ACTIVITY:
Exact repetition is the task: copy every entry below.

SOURCE RECORDS:
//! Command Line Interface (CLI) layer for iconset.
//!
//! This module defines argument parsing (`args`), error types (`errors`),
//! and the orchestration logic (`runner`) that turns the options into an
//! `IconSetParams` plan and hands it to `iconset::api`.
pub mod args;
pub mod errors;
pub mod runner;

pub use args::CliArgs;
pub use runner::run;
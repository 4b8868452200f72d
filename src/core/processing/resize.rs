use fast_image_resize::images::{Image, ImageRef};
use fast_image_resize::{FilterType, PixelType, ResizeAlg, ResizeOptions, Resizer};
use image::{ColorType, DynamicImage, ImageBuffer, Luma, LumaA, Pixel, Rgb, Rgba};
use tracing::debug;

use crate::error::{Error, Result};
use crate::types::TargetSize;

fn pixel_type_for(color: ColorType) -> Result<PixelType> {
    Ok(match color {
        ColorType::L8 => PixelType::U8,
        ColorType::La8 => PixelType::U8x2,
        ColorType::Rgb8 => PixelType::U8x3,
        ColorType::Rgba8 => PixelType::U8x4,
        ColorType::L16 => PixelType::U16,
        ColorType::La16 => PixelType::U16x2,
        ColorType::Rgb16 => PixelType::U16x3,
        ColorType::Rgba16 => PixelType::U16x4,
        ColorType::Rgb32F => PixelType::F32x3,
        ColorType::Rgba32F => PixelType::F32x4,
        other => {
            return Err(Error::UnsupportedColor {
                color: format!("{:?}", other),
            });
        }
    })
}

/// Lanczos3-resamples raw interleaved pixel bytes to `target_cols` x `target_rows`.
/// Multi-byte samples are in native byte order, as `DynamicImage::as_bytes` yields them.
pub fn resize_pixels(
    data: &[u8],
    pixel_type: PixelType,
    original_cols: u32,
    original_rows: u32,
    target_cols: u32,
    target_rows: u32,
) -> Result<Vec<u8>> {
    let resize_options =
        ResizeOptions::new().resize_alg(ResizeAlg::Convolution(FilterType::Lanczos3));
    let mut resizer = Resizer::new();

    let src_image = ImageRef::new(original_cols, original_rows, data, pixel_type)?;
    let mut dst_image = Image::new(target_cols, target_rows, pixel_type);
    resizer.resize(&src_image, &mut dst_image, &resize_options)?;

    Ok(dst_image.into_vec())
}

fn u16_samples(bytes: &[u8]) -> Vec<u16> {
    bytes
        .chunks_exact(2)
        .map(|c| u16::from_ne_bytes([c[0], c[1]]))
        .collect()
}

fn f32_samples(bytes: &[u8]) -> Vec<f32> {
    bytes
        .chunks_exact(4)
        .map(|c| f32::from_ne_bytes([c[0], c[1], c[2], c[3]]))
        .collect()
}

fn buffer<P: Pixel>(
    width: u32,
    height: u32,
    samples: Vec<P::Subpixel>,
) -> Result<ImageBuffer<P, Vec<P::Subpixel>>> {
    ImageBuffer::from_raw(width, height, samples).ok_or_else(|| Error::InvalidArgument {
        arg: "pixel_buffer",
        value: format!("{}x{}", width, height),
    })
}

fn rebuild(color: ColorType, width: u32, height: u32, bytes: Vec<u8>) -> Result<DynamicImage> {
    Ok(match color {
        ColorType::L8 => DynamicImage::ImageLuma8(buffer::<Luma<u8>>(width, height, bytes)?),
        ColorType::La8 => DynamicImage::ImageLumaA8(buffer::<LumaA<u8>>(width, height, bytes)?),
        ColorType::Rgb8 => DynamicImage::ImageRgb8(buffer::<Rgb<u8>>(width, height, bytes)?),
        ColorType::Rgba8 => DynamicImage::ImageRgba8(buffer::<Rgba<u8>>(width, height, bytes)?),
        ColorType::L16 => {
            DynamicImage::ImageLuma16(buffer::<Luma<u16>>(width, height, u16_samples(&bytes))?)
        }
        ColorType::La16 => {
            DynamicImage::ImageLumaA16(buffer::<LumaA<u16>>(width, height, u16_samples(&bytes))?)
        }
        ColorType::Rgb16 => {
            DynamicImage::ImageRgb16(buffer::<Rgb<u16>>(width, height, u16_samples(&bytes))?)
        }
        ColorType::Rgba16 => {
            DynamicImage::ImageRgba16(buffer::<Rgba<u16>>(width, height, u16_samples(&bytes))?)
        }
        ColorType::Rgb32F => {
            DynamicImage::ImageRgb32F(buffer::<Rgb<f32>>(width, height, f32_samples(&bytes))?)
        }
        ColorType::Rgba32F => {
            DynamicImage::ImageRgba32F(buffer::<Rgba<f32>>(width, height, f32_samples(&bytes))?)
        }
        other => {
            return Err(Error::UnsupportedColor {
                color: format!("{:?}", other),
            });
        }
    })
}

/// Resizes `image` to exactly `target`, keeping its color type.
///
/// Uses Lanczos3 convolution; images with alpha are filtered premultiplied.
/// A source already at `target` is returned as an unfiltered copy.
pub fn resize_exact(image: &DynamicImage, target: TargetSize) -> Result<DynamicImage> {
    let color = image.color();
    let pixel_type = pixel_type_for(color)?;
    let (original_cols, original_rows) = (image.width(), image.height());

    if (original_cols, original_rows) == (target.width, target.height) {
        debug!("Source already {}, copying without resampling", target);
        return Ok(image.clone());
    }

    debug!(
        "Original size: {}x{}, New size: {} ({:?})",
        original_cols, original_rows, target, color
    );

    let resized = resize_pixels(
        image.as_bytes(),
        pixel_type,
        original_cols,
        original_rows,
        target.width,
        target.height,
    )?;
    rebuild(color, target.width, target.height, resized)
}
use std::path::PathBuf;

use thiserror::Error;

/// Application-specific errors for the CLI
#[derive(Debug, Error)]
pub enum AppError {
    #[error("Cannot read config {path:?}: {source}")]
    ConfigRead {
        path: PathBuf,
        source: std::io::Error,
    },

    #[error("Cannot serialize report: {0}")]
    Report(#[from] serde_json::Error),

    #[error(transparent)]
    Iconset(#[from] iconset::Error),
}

ANSWER FOR THIS EXERCISE:
//! Command Line Interface (CLI) layer for iconset.
//!
//! This module defines argument parsing (`args`), error types (`errors`),
//! and the orchestration logic (`runner`) that turns the options into an
//! `IconSetParams` plan and hands it to `iconset::api`.
pub mod args;
pub mod errors;
pub mod runner;

pub use args::CliArgs;
pub use runner::run;
repository 4b8868452200f72d
filename src/core/processing/resize.rs
use fast_image_resize::images::{Image, ImageRef};
use fast_image_resize::{FilterType, PixelType, ResizeAlg, ResizeOptions, Resizer};
use image::{ColorType, DynamicImage, ImageBuffer, Luma, LumaA, Pixel, Rgb, Rgba};
use tracing::debug;

use crate::error::{Error, Result};
use crate::types::TargetSize;

fn pixel_type_for(color: ColorType) -> Result<PixelType> {
    Ok(match color {
        ColorType::L8 => PixelType::U8,
        ColorType::La8 => PixelType::U8x2,
        ColorType::Rgb8 => PixelType::U8x3,
        ColorType::Rgba8 => PixelType::U8x4,
        ColorType::L16 => PixelType::U16,
        ColorType::La16 => PixelType::U16x2,
        ColorType::Rgb16 => PixelType::U16x3,
        ColorType::Rgba16 => PixelType::U16x4,
        ColorType::Rgb32F => PixelType::F32x3,
        ColorType::Rgba32F => PixelType::F32x4,
        other => {
            return Err(Error::UnsupportedColor {
                color: format!("{:?}", other),
            });
        }
    })
}

/// Lanczos3-resamples raw interleaved pixel bytes to `target_cols` x `target_rows`.
/// Multi-byte samples are in native byte order, as `DynamicImage::as_bytes` yields them.
pub fn resize_pixels(
    data: &[u8],
    pixel_type: PixelType,
    original_cols: u32,
    original_rows: u32,
    target_cols: u32,
    target_rows: u32,
) -> Result<Vec<u8>> {
    let resize_options =
        ResizeOptions::new().resize_alg(ResizeAlg::Convolution(FilterType::Lanczos3));
    let mut resizer = Resizer::new();

    let src_image = ImageRef::new(original_cols, original_rows, data, pixel_type)?;
    let mut dst_image = Image::new(target_cols, target_rows, pixel_type);
    resizer.resize(&src_image, &mut dst_image, &resize_options)?;

    Ok(dst_image.into_vec())
}

fn u16_samples(bytes: &[u8]) -> Vec<u16> {
    bytes
        .chunks_exact(2)
        .map(|c| u16::from_ne_bytes([c[0], c[1]]))
        .collect()
}

fn f32_samples(bytes: &[u8]) -> Vec<f32> {
    bytes
        .chunks_exact(4)
        .map(|c| f32::from_ne_bytes([c[0], c[1], c[2], c[3]]))
        .collect()
}

fn buffer<P: Pixel>(
    width: u32,
    height: u32,
    samples: Vec<P::Subpixel>,
) -> Result<ImageBuffer<P, Vec<P::Subpixel>>> {
    ImageBuffer::from_raw(width, height, samples).ok_or_else(|| Error::InvalidArgument {
        arg: "pixel_buffer",
        value: format!("{}x{}", width, height),
    })
}

fn rebuild(color: ColorType, width: u32, height: u32, bytes: Vec<u8>) -> Result<DynamicImage> {
    Ok(match color {
        ColorType::L8 => DynamicImage::ImageLuma8(buffer::<Luma<u8>>(width, height, bytes)?),
        ColorType::La8 => DynamicImage::ImageLumaA8(buffer::<LumaA<u8>>(width, height, bytes)?),
        ColorType::Rgb8 => DynamicImage::ImageRgb8(buffer::<Rgb<u8>>(width, height, bytes)?),
        ColorType::Rgba8 => DynamicImage::ImageRgba8(buffer::<Rgba<u8>>(width, height, bytes)?),
        ColorType::L16 => {
            DynamicImage::ImageLuma16(buffer::<Luma<u16>>(width, height, u16_samples(&bytes))?)
        }
        ColorType::La16 => {
            DynamicImage::ImageLumaA16(buffer::<LumaA<u16>>(width, height, u16_samples(&bytes))?)
        }
        ColorType::Rgb16 => {
            DynamicImage::ImageRgb16(buffer::<Rgb<u16>>(width, height, u16_samples(&bytes))?)
        }
        ColorType::Rgba16 => {
            DynamicImage::ImageRgba16(buffer::<Rgba<u16>>(width, height, u16_samples(&bytes))?)
        }
        ColorType::Rgb32F => {
            DynamicImage::ImageRgb32F(buffer::<Rgb<f32>>(width, height, f32_samples(&bytes))?)
        }
        ColorType::Rgba32F => {
            DynamicImage::ImageRgba32F(buffer::<Rgba<f32>>(width, height, f32_samples(&bytes))?)
        }
        other => {
            return Err(Error::UnsupportedColor {
                color: format!("{:?}", other),
            });
        }
    })
}

/// Resizes `image` to exactly `target`, keeping its color type.
///
/// Uses Lanczos3 convolution; images with alpha are filtered premultiplied.
/// A source already at `target` is returned as an unfiltered copy.
pub fn resize_exact(image: &DynamicImage, target: TargetSize) -> Result<DynamicImage> {
    let color = image.color();
    let pixel_type = pixel_type_for(color)?;
    let (original_cols, original_rows) = (image.width(), image.height());

    if (original_cols, original_rows) == (target.width, target.height) {
        debug!("Source already {}, copying without resampling", target);
        return Ok(image.clone());
    }

    debug!(
        "Original size: {}x{}, New size: {} ({:?})",
        original_cols, original_rows, target, color
    );

    let resized = resize_pixels(
        image.as_bytes(),
        pixel_type,
        original_cols,
        original_rows,
        target.width,
        target.height,
    )?;
    rebuild(color, target.width, target.height, resized)
}
use std::path::PathBuf;

use thiserror::Error;

/// Application-specific errors for the CLI
#[derive(Debug, Error)]
pub enum AppError {
    #[error("Cannot read config {path:?}: {source}")]
    ConfigRead {
        path: PathBuf,
        source: std::io::Error,
    },

    #[error("Cannot serialize report: {0}")]
    Report(#[from] serde_json::Error),

    #[error(transparent)]
    Iconset(#[from] iconset::Error),
}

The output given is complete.